Your task: Below is a listing from which only part is wanted; return exactly the lines from the one with "pub fn apply(&self, event: &JoystickEvent)" up to and including the one with "for event in".

Material to process:
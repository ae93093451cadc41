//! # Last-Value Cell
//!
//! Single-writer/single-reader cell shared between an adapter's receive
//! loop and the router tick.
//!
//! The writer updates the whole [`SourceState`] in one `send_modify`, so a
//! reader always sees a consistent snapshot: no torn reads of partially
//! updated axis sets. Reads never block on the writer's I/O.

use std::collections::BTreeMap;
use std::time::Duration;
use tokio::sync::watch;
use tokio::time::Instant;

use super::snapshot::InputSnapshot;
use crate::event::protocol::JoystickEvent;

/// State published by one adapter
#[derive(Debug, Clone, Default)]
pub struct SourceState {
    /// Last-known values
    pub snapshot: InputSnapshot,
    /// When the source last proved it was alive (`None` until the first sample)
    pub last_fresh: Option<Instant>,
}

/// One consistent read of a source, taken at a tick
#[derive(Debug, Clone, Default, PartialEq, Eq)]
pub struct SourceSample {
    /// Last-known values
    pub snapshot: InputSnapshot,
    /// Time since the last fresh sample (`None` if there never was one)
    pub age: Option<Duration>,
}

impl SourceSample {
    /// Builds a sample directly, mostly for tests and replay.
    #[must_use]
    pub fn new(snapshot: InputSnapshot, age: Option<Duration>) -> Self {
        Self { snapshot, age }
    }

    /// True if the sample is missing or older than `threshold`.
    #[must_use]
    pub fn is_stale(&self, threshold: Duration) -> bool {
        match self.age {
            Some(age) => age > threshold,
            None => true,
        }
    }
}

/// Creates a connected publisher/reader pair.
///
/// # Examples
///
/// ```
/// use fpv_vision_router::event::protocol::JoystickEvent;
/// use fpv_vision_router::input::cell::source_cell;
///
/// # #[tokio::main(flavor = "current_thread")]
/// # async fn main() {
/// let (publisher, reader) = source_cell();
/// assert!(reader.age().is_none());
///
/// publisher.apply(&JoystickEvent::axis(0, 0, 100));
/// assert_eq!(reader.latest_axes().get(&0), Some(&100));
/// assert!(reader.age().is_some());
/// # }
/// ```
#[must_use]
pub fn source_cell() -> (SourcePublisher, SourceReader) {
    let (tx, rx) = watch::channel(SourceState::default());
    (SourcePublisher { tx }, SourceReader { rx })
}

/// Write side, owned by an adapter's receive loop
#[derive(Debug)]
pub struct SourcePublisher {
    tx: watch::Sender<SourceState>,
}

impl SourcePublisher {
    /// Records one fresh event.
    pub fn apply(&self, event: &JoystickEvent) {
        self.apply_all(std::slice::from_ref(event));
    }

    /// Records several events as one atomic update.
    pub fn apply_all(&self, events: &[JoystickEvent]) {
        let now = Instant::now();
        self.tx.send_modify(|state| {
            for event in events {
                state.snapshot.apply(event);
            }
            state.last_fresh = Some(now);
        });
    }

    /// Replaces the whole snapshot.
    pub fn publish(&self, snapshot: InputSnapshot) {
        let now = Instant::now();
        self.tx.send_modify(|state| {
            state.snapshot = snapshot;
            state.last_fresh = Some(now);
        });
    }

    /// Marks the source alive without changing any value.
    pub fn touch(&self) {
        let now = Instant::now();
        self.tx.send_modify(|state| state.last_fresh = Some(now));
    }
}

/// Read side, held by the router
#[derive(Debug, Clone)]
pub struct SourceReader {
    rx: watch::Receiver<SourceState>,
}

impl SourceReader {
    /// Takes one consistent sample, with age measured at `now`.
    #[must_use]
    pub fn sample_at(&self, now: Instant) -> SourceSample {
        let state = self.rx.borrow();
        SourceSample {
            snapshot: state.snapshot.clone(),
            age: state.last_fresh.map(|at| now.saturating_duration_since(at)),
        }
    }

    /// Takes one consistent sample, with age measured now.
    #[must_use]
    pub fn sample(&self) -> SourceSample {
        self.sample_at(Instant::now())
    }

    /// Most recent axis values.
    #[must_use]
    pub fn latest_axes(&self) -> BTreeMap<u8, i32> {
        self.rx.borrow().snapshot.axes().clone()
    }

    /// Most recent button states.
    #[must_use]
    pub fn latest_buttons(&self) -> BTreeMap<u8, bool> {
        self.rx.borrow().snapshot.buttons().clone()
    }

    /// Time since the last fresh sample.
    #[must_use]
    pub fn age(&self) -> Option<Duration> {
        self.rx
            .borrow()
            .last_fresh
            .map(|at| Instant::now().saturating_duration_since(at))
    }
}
* * *
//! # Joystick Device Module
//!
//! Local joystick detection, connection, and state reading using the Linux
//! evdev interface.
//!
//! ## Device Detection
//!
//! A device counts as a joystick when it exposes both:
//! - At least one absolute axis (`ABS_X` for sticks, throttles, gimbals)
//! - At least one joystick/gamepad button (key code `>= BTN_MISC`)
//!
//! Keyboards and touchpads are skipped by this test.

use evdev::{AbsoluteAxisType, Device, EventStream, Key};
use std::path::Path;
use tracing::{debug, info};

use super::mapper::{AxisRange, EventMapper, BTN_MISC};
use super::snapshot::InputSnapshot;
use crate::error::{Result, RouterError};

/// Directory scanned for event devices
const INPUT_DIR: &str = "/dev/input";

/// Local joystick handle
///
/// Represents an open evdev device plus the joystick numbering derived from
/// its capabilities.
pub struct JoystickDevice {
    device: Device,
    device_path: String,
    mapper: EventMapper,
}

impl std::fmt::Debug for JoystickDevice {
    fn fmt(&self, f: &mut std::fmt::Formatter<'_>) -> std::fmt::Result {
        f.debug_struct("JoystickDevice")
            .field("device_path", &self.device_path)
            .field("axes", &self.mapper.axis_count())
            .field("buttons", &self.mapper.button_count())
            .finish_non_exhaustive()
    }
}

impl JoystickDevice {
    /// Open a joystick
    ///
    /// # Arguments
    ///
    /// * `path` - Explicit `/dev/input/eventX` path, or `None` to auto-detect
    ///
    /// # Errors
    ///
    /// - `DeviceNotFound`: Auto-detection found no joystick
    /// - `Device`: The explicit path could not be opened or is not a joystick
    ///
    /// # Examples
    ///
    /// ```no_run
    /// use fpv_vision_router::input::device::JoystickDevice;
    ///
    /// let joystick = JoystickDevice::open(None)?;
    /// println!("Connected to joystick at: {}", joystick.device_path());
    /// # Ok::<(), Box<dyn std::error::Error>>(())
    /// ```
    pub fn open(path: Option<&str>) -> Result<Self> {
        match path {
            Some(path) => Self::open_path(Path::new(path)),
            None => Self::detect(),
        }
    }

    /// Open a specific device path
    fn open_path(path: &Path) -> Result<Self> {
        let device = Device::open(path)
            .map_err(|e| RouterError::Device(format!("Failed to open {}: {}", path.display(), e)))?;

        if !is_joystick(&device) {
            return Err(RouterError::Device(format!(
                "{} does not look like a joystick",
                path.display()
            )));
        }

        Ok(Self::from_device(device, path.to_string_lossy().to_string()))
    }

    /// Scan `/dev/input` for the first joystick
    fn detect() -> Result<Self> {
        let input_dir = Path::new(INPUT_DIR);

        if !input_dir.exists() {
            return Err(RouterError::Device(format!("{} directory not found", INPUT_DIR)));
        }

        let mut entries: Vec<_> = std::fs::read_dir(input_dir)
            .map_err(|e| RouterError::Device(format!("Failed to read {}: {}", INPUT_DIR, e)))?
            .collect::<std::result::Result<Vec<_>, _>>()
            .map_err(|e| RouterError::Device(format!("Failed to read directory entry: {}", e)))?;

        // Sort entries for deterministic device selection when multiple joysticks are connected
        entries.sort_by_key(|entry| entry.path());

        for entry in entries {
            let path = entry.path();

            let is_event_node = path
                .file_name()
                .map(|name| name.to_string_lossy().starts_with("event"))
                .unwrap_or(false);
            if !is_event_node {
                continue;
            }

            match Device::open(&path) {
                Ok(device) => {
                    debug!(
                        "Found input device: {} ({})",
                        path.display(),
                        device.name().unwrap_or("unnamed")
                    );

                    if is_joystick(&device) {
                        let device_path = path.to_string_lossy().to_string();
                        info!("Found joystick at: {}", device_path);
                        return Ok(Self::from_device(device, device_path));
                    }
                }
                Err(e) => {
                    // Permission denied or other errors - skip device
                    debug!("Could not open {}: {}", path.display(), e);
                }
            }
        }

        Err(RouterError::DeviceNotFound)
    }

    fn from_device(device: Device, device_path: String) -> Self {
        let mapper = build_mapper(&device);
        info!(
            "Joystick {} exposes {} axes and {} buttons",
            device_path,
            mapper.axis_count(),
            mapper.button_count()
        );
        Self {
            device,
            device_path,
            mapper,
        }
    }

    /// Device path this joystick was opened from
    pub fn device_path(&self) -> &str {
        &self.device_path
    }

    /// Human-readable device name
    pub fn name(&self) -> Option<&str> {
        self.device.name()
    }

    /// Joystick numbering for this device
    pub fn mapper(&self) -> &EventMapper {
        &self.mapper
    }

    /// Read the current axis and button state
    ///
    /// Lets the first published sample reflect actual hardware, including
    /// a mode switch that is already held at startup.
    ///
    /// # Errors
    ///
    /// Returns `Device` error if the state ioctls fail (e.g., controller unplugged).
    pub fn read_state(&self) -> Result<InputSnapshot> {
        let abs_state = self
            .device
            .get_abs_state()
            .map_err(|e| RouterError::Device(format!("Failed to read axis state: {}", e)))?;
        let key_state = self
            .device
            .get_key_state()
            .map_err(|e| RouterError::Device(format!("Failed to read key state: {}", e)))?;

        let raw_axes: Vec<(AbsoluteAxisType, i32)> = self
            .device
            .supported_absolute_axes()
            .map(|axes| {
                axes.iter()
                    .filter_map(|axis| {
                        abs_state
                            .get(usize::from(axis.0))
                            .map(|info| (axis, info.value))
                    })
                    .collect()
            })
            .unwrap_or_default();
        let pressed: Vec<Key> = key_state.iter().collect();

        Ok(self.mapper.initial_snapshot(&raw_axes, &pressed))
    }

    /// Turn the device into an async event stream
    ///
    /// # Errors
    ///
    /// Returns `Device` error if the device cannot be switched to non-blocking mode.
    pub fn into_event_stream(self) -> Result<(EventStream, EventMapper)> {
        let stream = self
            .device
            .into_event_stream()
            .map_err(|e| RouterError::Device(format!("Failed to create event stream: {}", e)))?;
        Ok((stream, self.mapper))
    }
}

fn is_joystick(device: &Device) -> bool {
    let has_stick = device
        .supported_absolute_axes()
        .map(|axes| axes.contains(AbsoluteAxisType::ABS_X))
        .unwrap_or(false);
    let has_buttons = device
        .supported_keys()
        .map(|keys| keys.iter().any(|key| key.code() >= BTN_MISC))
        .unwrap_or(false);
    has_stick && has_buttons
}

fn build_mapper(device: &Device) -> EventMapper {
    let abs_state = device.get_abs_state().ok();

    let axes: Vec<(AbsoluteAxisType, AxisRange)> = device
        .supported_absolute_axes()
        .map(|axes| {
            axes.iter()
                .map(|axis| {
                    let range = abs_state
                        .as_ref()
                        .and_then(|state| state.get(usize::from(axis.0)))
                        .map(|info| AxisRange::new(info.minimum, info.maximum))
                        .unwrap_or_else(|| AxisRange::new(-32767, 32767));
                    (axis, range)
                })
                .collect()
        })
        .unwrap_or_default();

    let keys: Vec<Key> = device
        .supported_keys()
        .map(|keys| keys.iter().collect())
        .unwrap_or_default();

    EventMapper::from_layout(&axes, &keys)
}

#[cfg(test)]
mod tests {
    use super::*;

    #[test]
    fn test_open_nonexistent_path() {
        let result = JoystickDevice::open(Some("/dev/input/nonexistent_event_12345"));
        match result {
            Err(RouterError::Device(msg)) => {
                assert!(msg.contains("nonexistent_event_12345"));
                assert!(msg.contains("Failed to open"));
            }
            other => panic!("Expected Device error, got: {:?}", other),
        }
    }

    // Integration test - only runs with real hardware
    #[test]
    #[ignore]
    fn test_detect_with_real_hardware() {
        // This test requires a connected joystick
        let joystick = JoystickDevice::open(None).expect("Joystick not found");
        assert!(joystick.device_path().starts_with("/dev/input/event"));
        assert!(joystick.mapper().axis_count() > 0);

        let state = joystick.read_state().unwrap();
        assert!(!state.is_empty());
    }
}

Result of the exercise:
    pub fn apply(&self, event: &JoystickEvent) {
        self.apply_all(std::slice::from_ref(event));
    }

    /// Records several events as one atomic update.
    pub fn apply_all(&self, events: &[JoystickEvent]) {
        let now = Instant::now();
        self.tx.send_modify(|state| {
            for event in events {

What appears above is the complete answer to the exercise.